KKR’s decision to pay Rs. 18 crore for Pathirana was directly connected to Andre Russell’s retirement. For 13 seasons, Russell had been KKR’s death-over batting threat and their primary middle-over bowling resource. His bowling — 130-135 km/h cutters and bouncers — may not have been at Pathirana’s pace, but his wicket-taking ability in the 16th to 20th overs was essential to KKR’s match outcomes. Pathirana does not replace Russell the batter — that gap will not be filled. But as KKR’s primary death-over bowling option, Pathirana offers something Russell did not: genuine pace, late movement, and the specific angle that forces batters to recalibrate their entire shot selection in the final 4 overs.

The Malinga Legacy and What It Means for KKR

Lasith Malinga’s influence on IPL death bowling is still being measured. Jasprit Bumrah, the direct beneficiary of years of training alongside Malinga at MI, is now the most expensive player in IPL auction history and India’s most important bowler. The auction premium now placed on slingy-action, low-release pace bowlers — Pathirana, Bumrah, even Bhuvneshwar Kumar’s similar characteristics — reflects the lesson Malinga taught the competition: death-over bowling is a specialist craft, not an afterthought, and the bowlers who do it best command franchise prices that reflect their match-winning value precisely. KKR’s Rs. 18 crore bet on Pathirana is Malinga’s legacy, expressed in KKR’s auction card.

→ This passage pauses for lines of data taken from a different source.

//! CLI flags plus a JSON config-file overlay (spec §6 "Configuration").
//!
//! Grounded on the teacher's `host::Cli` / `ProverState::init`: a
//! `clap::Parser` struct merged against a config file so operators can set
//! nested structures (here, `grouping[]`) that don't map cleanly onto flags.
//!
//! `RawCli` is what `clap` parses: every flag the operator can override is
//! `Option<T>` with *no* `default_value`, so a field is `None` unless the
//! operator actually passed the flag (or its `env` fallback fired). That's
//! what lets `Cli::load` apply the CLI over the file field-by-field instead
//! of whole-value: a flag the operator never touched must not stomp a value
//! the config file set, and `clap`'s own defaults can't be told apart from
//! "the operator typed this" any other way.

use std::path::{Path, PathBuf};
use std::time::Duration;

use clap::Parser;
use scheduler_core::{GroupingStrategy, SchedulerError, SchedulerResult};
use serde::Deserialize;

fn default_database_type() -> String {
    "sqlite".to_string()
}

fn default_database_path() -> PathBuf {
    PathBuf::from("scheduler.db")
}

fn default_port() -> u16 {
    8080
}

fn default_sink_type() -> String {
    "http".to_string()
}

fn default_batch_size() -> usize {
    1000
}

fn default_scan_interval_secs() -> u64 {
    10
}

fn default_batch_age_secs() -> u64 {
    5
}

fn default_parallelism() -> usize {
    16
}

fn default_log_level() -> String {
    "info".to_string()
}

/// What `clap` actually parses from argv/env. Every overridable setting is
/// `Option` so "unset" can be told apart from "set to the default value"
/// (see module docs).
#[derive(Clone, Debug, Parser)]
#[command(name = "scheduler-host", about = "Durable deferred task scheduler", long_about = None)]
pub struct RawCli {
    #[arg(long, require_equals = true)]
    pub database_type: Option<String>,

    #[arg(long, require_equals = true)]
    pub database_path: Option<PathBuf>,

    #[arg(long, require_equals = true)]
    pub port: Option<u16>,

    #[arg(long, require_equals = true)]
    pub sink_type: Option<String>,

    #[arg(long, require_equals = true)]
    pub sink_address: Option<String>,

    #[arg(long, require_equals = true)]
    pub sink_log: Option<PathBuf>,

    #[arg(long, require_equals = true)]
    pub scheduler_log: Option<PathBuf>,

    #[arg(long, require_equals = true)]
    pub batch_size: Option<usize>,

    #[arg(long, require_equals = true)]
    pub scan_interval_secs: Option<u64>,

    #[arg(long, require_equals = true)]
    pub batch_age_secs: Option<u64>,

    #[arg(long, require_equals = true)]
    pub parallelism: Option<usize>,

    #[arg(long, require_equals = true, env = "RUST_LOG")]
    pub log_level: Option<String>,

    /// Not a cap — the core never stops retrying (spec §9 open question 5).
    /// Purely an operator-visible log annotation once a task's retries
    /// cross this threshold.
    #[arg(long, require_equals = true)]
    pub max_retries: Option<u32>,

    /// `grouping[]` has no CLI flag — strategies are only ever loaded from
    /// the config file this path points at.
    #[arg(long, require_equals = true, default_value = "config/scheduler.json")]
    pub config_path: PathBuf,
}

impl RawCli {
    /// Overlays only the fields the operator actually supplied onto `cfg`
    /// (which has already been loaded from the config file, or defaulted if
    /// there was none). `grouping` is deliberately untouched: it has no CLI
    /// counterpart, so whatever the file set (or didn't) stands.
    fn apply_over(&self, cfg: &mut Cli) {
        if let Some(v) = &self.database_type {
            cfg.database_type = v.clone();
        }
        if let Some(v) = &self.database_path {
            cfg.database_path = v.clone();
        }
        if let Some(v) = self.port {
            cfg.port = v;
        }
        if let Some(v) = &self.sink_type {
            cfg.sink_type = v.clone();
        }
        if let Some(v) = &self.sink_address {
            cfg.sink_address = Some(v.clone());
        }
        if let Some(v) = &self.sink_log {
            cfg.sink_log = Some(v.clone());
        }
        if let Some(v) = &self.scheduler_log {
            cfg.scheduler_log = Some(v.clone());
        }
        if let Some(v) = self.batch_size {
            cfg.batch_size = v;
        }
        if let Some(v) = self.scan_interval_secs {
            cfg.scan_interval_secs = v;
        }
        if let Some(v) = self.batch_age_secs {
            cfg.batch_age_secs = v;
        }
        if let Some(v) = self.parallelism {
            cfg.parallelism = v;
        }
        if let Some(v) = &self.log_level {
            cfg.log_level = v.clone();
        }
        if let Some(v) = self.max_retries {
            cfg.max_retries = Some(v);
        }
    }
}

/// The fully-resolved configuration: config-file values with any
/// operator-supplied CLI/env flags layered on top field-by-field.
#[derive(Clone, Deserialize, Debug)]
#[serde(default)]
pub struct Cli {
    #[serde(default = "default_database_type")]
    pub database_type: String,

    #[serde(default = "default_database_path")]
    pub database_path: PathBuf,

    #[serde(default = "default_port")]
    pub port: u16,

    #[serde(default = "default_sink_type")]
    pub sink_type: String,

    pub sink_address: Option<String>,
    pub sink_log: Option<PathBuf>,
    pub scheduler_log: Option<PathBuf>,

    #[serde(default)]
    pub grouping: Vec<GroupingStrategy>,

    #[serde(default = "default_batch_size")]
    pub batch_size: usize,

    #[serde(default = "default_scan_interval_secs")]
    pub scan_interval_secs: u64,

    #[serde(default = "default_batch_age_secs")]
    pub batch_age_secs: u64,

    #[serde(default = "default_parallelism")]
    pub parallelism: usize,

    #[serde(default = "default_log_level")]
    pub log_level: String,

    pub max_retries: Option<u32>,
}

impl Default for Cli {
    fn default() -> Self {
        Self {
            database_type: default_database_type(),
            database_path: default_database_path(),
            port: default_port(),
            sink_type: default_sink_type(),
            sink_address: None,
            sink_log: None,
            scheduler_log: None,
            grouping: Vec::new(),
            batch_size: default_batch_size(),
            scan_interval_secs: default_scan_interval_secs(),
            batch_age_secs: default_batch_age_secs(),
            parallelism: default_parallelism(),
            log_level: default_log_level(),
            max_retries: None,
        }
    }
}

impl Cli {
    /// Loads the config file at `raw.config_path` (if any), then overlays
    /// whichever flags `raw` actually carries. A missing file is not an
    /// error — CLI flags, `env` fallbacks, and built-in defaults stand alone
    /// in that case.
    pub fn load(raw: &RawCli) -> SchedulerResult<Self> {
        let mut resolved = Self::from_file(&raw.config_path)?;
        raw.apply_over(&mut resolved);
        Ok(resolved)
    }

    fn from_file(path: &Path) -> SchedulerResult<Self> {
        let Ok(file) = std::fs::File::open(path) else {
            return Ok(Self::default());
        };
        let reader = std::io::BufReader::new(file);
        Ok(serde_json::from_reader(reader)?)
    }

    /// Validates the fields spec §6 calls out as fatal configuration errors.
    pub fn validate(&self) -> SchedulerResult<()> {
        if self.database_type != "sqlite" {
            return Err(SchedulerError::Other(format!(
                "unsupported database_type: {}",
                self.database_type
            )));
        }
        if self.sink_type != "http" {
            return Err(SchedulerError::Other(format!(
                "unsupported sink_type: {}",
                self.sink_type
            )));
        }
        if self.database_path.as_os_str().is_empty() {
            return Err(SchedulerError::Other("database_path must not be empty".into()));
        }
        if self.port == 0 {
            return Err(SchedulerError::Other("port must not be zero".into()));
        }
        let sink_address = self
            .sink_address
            .as_deref()
            .ok_or_else(|| SchedulerError::Other("sink_address is required".into()))?;
        if sink_address.is_empty() {
            return Err(SchedulerError::Other("sink_address must not be empty".into()));
        }
        Ok(())
    }

    pub fn scan_interval(&self) -> Duration {
        Duration::from_secs(self.scan_interval_secs)
    }

    pub fn batch_age(&self) -> Duration {
        Duration::from_secs(self.batch_age_secs)
    }
}
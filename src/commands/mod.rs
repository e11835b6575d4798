pub mod aei;
pub mod aggregate;
pub mod collate;
pub mod common;
pub mod correct;
pub mod covariates;
pub mod discover;
pub mod normalize;
pub mod quantify;
pub mod select;

pub use aei::{run_aei, AeiArgs};
pub use aggregate::{run_aggregate, AggregateArgs};
pub use collate::{run_collate, CollateArgs};
pub use correct::{run_correct, CorrectArgs};
pub use covariates::{run_covariates, CovariatesArgs};
pub use discover::{run_discover, DiscoverArgs};
pub use normalize::{run_normalize, NormalizeArgs};
pub use quantify::{run_quantify, QuantifyArgs};
pub use select::{run_select, SelectArgs};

DID YOU KNOW?  Pathirana’s IPL career began at CSK, where he took 14 wickets in 7 matches in his debut 2023 season before being traded. KKR paid Rs. 18 crore — 60 times his base price — to secure him for IPL 2026, underlining the franchise’s conviction that his specific skills are worth the premium.

Final Verdict  Rs. 18 crore for the Malinga action — the most powerful tool in death-over bowling. KKR didn’t just buy a player. They bought a bowling philosophy that MI used to win 5 IPL titles, and they paid accordingly.